Extracted data entries:
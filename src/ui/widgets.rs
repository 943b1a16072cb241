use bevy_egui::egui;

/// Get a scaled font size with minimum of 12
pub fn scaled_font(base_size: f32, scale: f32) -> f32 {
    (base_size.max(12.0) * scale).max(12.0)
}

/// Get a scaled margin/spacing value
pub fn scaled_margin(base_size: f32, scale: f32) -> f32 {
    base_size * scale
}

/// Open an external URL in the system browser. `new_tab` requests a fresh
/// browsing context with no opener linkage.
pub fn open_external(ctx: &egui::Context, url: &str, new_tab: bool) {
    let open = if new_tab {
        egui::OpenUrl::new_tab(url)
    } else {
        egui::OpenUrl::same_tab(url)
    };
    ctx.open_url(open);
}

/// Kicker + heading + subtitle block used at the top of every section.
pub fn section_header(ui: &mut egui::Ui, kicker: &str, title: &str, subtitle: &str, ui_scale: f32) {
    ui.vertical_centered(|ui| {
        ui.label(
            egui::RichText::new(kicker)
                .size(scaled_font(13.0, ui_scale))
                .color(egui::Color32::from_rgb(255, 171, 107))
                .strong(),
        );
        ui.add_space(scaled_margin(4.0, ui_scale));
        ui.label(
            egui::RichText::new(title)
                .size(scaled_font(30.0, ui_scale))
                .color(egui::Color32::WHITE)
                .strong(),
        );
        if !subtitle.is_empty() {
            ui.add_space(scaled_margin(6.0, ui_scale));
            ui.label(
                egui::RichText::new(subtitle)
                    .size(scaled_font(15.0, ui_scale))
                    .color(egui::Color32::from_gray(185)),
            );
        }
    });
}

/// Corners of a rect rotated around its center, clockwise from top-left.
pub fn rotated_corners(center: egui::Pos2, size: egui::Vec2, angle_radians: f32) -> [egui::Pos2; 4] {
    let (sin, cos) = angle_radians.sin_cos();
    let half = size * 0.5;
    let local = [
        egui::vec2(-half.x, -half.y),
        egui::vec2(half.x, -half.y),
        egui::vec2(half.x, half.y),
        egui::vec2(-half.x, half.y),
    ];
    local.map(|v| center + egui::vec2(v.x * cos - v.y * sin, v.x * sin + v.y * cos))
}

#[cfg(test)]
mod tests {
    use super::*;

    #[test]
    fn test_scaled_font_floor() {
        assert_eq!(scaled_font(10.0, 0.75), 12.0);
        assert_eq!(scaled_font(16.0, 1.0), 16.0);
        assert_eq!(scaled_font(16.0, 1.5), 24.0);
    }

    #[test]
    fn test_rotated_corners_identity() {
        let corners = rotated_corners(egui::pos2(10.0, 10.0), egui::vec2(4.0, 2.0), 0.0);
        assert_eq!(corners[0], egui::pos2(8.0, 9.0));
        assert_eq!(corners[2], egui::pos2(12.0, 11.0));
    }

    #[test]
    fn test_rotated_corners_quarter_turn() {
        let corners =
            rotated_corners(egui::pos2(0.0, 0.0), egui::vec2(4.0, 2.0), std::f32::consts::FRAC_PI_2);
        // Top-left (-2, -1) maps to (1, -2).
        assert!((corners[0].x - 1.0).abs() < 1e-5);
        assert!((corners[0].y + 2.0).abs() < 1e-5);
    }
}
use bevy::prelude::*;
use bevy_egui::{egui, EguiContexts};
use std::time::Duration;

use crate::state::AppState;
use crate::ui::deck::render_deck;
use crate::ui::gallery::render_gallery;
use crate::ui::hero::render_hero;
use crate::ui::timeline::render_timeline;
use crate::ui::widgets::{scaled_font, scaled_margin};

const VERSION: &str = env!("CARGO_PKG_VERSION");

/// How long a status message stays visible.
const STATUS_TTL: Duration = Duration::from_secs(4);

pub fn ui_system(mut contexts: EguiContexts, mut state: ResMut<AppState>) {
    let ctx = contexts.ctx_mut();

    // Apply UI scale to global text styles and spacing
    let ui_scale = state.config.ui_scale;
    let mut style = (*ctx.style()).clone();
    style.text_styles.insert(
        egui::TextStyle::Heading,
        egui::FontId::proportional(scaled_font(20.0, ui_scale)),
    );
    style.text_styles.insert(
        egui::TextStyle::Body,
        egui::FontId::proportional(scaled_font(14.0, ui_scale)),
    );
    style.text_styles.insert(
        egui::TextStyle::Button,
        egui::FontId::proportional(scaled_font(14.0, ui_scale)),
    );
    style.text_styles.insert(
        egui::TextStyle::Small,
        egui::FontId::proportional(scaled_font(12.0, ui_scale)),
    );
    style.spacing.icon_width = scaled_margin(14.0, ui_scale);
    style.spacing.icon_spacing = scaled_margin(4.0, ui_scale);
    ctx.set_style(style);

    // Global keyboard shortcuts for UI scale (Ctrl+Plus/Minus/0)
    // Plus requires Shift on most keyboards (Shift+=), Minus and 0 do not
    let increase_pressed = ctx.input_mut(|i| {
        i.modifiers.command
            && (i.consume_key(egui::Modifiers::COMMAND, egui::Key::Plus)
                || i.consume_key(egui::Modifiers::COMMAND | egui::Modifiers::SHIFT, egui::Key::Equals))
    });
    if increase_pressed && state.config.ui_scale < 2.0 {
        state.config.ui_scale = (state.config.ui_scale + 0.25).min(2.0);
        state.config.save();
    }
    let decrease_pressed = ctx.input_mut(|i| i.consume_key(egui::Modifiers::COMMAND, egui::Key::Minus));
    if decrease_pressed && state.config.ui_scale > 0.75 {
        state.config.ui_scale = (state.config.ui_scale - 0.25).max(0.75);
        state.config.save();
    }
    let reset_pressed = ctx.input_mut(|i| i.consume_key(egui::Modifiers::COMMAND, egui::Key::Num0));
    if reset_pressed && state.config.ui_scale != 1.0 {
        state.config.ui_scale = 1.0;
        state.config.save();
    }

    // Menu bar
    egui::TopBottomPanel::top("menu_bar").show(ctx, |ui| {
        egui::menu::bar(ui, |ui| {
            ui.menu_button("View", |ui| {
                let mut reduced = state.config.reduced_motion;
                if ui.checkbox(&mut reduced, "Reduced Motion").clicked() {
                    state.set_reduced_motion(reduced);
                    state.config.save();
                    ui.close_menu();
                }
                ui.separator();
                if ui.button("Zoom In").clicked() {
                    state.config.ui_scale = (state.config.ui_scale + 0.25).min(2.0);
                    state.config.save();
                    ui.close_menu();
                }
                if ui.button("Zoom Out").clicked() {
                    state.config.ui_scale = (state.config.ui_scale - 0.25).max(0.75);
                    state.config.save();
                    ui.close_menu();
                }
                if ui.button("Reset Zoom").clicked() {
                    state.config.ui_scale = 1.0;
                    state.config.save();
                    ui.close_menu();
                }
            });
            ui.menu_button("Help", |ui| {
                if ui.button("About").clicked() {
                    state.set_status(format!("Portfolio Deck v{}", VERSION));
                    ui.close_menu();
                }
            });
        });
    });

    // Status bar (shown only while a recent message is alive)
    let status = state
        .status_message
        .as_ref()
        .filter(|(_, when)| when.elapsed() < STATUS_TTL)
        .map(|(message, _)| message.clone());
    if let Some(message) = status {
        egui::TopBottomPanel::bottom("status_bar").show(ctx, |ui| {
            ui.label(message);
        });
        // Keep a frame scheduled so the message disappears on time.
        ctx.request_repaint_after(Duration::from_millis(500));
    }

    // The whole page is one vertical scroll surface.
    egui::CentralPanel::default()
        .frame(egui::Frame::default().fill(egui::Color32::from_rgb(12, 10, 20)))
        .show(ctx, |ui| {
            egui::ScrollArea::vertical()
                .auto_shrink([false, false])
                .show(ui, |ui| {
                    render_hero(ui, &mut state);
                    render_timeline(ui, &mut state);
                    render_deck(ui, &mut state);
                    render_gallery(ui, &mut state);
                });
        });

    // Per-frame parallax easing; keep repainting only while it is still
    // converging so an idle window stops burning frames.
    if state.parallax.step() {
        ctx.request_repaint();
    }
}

> [REQUIRED ACTION] Your task is to extract all of the records exactly.

> [SOLVED EXERCISE]
filename src/ui/widgets.rs
repository 943b1a16072cb241
use bevy_egui::egui;

/// Get a scaled font size with minimum of 12
pub fn scaled_font(base_size: f32, scale: f32) -> f32 {
    (base_size.max(12.0) * scale).max(12.0)
}

/// Get a scaled margin/spacing value
pub fn scaled_margin(base_size: f32, scale: f32) -> f32 {
    base_size * scale
}

/// Open an external URL in the system browser. `new_tab` requests a fresh
/// browsing context with no opener linkage.
pub fn open_external(ctx: &egui::Context, url: &str, new_tab: bool) {
    let open = if new_tab {
        egui::OpenUrl::new_tab(url)
    } else {
        egui::OpenUrl::same_tab(url)
    };
    ctx.open_url(open);
}

/// Kicker + heading + subtitle block used at the top of every section.
pub fn section_header(ui: &mut egui::Ui, kicker: &str, title: &str, subtitle: &str, ui_scale: f32) {
    ui.vertical_centered(|ui| {
        ui.label(
            egui::RichText::new(kicker)
                .size(scaled_font(13.0, ui_scale))
                .color(egui::Color32::from_rgb(255, 171, 107))
                .strong(),
        );
        ui.add_space(scaled_margin(4.0, ui_scale));
        ui.label(
            egui::RichText::new(title)
                .size(scaled_font(30.0, ui_scale))
                .color(egui::Color32::WHITE)
                .strong(),
        );
        if !subtitle.is_empty() {
            ui.add_space(scaled_margin(6.0, ui_scale));
            ui.label(
                egui::RichText::new(subtitle)
                    .size(scaled_font(15.0, ui_scale))
                    .color(egui::Color32::from_gray(185)),
            );
        }
    });
}

/// Corners of a rect rotated around its center, clockwise from top-left.
pub fn rotated_corners(center: egui::Pos2, size: egui::Vec2, angle_radians: f32) -> [egui::Pos2; 4] {
    let (sin, cos) = angle_radians.sin_cos();
    let half = size * 0.5;
    let local = [
        egui::vec2(-half.x, -half.y),
        egui::vec2(half.x, -half.y),
        egui::vec2(half.x, half.y),
        egui::vec2(-half.x, half.y),
    ];
    local.map(|v| center + egui::vec2(v.x * cos - v.y * sin, v.x * sin + v.y * cos))
}

#[cfg(test)]
mod tests {
    use super::*;

    #[test]
    fn test_scaled_font_floor() {
        assert_eq!(scaled_font(10.0, 0.75), 12.0);
        assert_eq!(scaled_font(16.0, 1.0), 16.0);
        assert_eq!(scaled_font(16.0, 1.5), 24.0);
    }

    #[test]
    fn test_rotated_corners_identity() {
        let corners = rotated_corners(egui::pos2(10.0, 10.0), egui::vec2(4.0, 2.0), 0.0);
        assert_eq!(corners[0], egui::pos2(8.0, 9.0));
        assert_eq!(corners[2], egui::pos2(12.0, 11.0));
    }

    #[test]
    fn test_rotated_corners_quarter_turn() {
        let corners =
            rotated_corners(egui::pos2(0.0, 0.0), egui::vec2(4.0, 2.0), std::f32::consts::FRAC_PI_2);
        // Top-left (-2, -1) maps to (1, -2).
        assert!((corners[0].x - 1.0).abs() < 1e-5);
        assert!((corners[0].y + 2.0).abs() < 1e-5);
    }
}
use bevy::prelude::*;
use bevy_egui::{egui, EguiContexts};
use std::time::Duration;

use crate::state::AppState;
use crate::ui::deck::render_deck;
use crate::ui::gallery::render_gallery;
use crate::ui::hero::render_hero;
use crate::ui::timeline::render_timeline;
use crate::ui::widgets::{scaled_font, scaled_margin};

const VERSION: &str = env!("CARGO_PKG_VERSION");

/// How long a status message stays visible.
const STATUS_TTL: Duration = Duration::from_secs(4);

pub fn ui_system(mut contexts: EguiContexts, mut state: ResMut<AppState>) {
    let ctx = contexts.ctx_mut();

    // Apply UI scale to global text styles and spacing
    let ui_scale = state.config.ui_scale;
    let mut style = (*ctx.style()).clone();
    style.text_styles.insert(
        egui::TextStyle::Heading,
        egui::FontId::proportional(scaled_font(20.0, ui_scale)),
    );
    style.text_styles.insert(
        egui::TextStyle::Body,
        egui::FontId::proportional(scaled_font(14.0, ui_scale)),
    );
    style.text_styles.insert(
        egui::TextStyle::Button,
        egui::FontId::proportional(scaled_font(14.0, ui_scale)),
    );
    style.text_styles.insert(
        egui::TextStyle::Small,
        egui::FontId::proportional(scaled_font(12.0, ui_scale)),
    );
    style.spacing.icon_width = scaled_margin(14.0, ui_scale);
    style.spacing.icon_spacing = scaled_margin(4.0, ui_scale);
    ctx.set_style(style);

    // Global keyboard shortcuts for UI scale (Ctrl+Plus/Minus/0)
    // Plus requires Shift on most keyboards (Shift+=), Minus and 0 do not
    let increase_pressed = ctx.input_mut(|i| {
        i.modifiers.command
            && (i.consume_key(egui::Modifiers::COMMAND, egui::Key::Plus)
                || i.consume_key(egui::Modifiers::COMMAND | egui::Modifiers::SHIFT, egui::Key::Equals))
    });
    if increase_pressed && state.config.ui_scale < 2.0 {
        state.config.ui_scale = (state.config.ui_scale + 0.25).min(2.0);
        state.config.save();
    }
    let decrease_pressed = ctx.input_mut(|i| i.consume_key(egui::Modifiers::COMMAND, egui::Key::Minus));
    if decrease_pressed && state.config.ui_scale > 0.75 {
        state.config.ui_scale = (state.config.ui_scale - 0.25).max(0.75);
        state.config.save();
    }
    let reset_pressed = ctx.input_mut(|i| i.consume_key(egui::Modifiers::COMMAND, egui::Key::Num0));
    if reset_pressed && state.config.ui_scale != 1.0 {
        state.config.ui_scale = 1.0;
        state.config.save();
    }

    // Menu bar
    egui::TopBottomPanel::top("menu_bar").show(ctx, |ui| {
        egui::menu::bar(ui, |ui| {
            ui.menu_button("View", |ui| {
                let mut reduced = state.config.reduced_motion;
                if ui.checkbox(&mut reduced, "Reduced Motion").clicked() {
                    state.set_reduced_motion(reduced);
                    state.config.save();
                    ui.close_menu();
                }
                ui.separator();
                if ui.button("Zoom In").clicked() {
                    state.config.ui_scale = (state.config.ui_scale + 0.25).min(2.0);
                    state.config.save();
                    ui.close_menu();
                }
                if ui.button("Zoom Out").clicked() {
                    state.config.ui_scale = (state.config.ui_scale - 0.25).max(0.75);
                    state.config.save();
                    ui.close_menu();
                }
                if ui.button("Reset Zoom").clicked() {
                    state.config.ui_scale = 1.0;
                    state.config.save();
                    ui.close_menu();
                }
            });
            ui.menu_button("Help", |ui| {
                if ui.button("About").clicked() {
                    state.set_status(format!("Portfolio Deck v{}", VERSION));
                    ui.close_menu();
                }
            });
        });
    });

    // Status bar (shown only while a recent message is alive)
    let status = state
        .status_message
        .as_ref()
        .filter(|(_, when)| when.elapsed() < STATUS_TTL)
        .map(|(message, _)| message.clone());
    if let Some(message) = status {
        egui::TopBottomPanel::bottom("status_bar").show(ctx, |ui| {
            ui.label(message);
        });
        // Keep a frame scheduled so the message disappears on time.
        ctx.request_repaint_after(Duration::from_millis(500));
    }

    // The whole page is one vertical scroll surface.
    egui::CentralPanel::default()
        .frame(egui::Frame::default().fill(egui::Color32::from_rgb(12, 10, 20)))
        .show(ctx, |ui| {
            egui::ScrollArea::vertical()
                .auto_shrink([false, false])
                .show(ui, |ui| {
                    render_hero(ui, &mut state);
                    render_timeline(ui, &mut state);
                    render_deck(ui, &mut state);
                    render_gallery(ui, &mut state);
                });
        });

    // Per-frame parallax easing; keep repainting only while it is still
    // converging so an idle window stops burning frames.
    if state.parallax.step() {
        ctx.request_repaint();
    }
}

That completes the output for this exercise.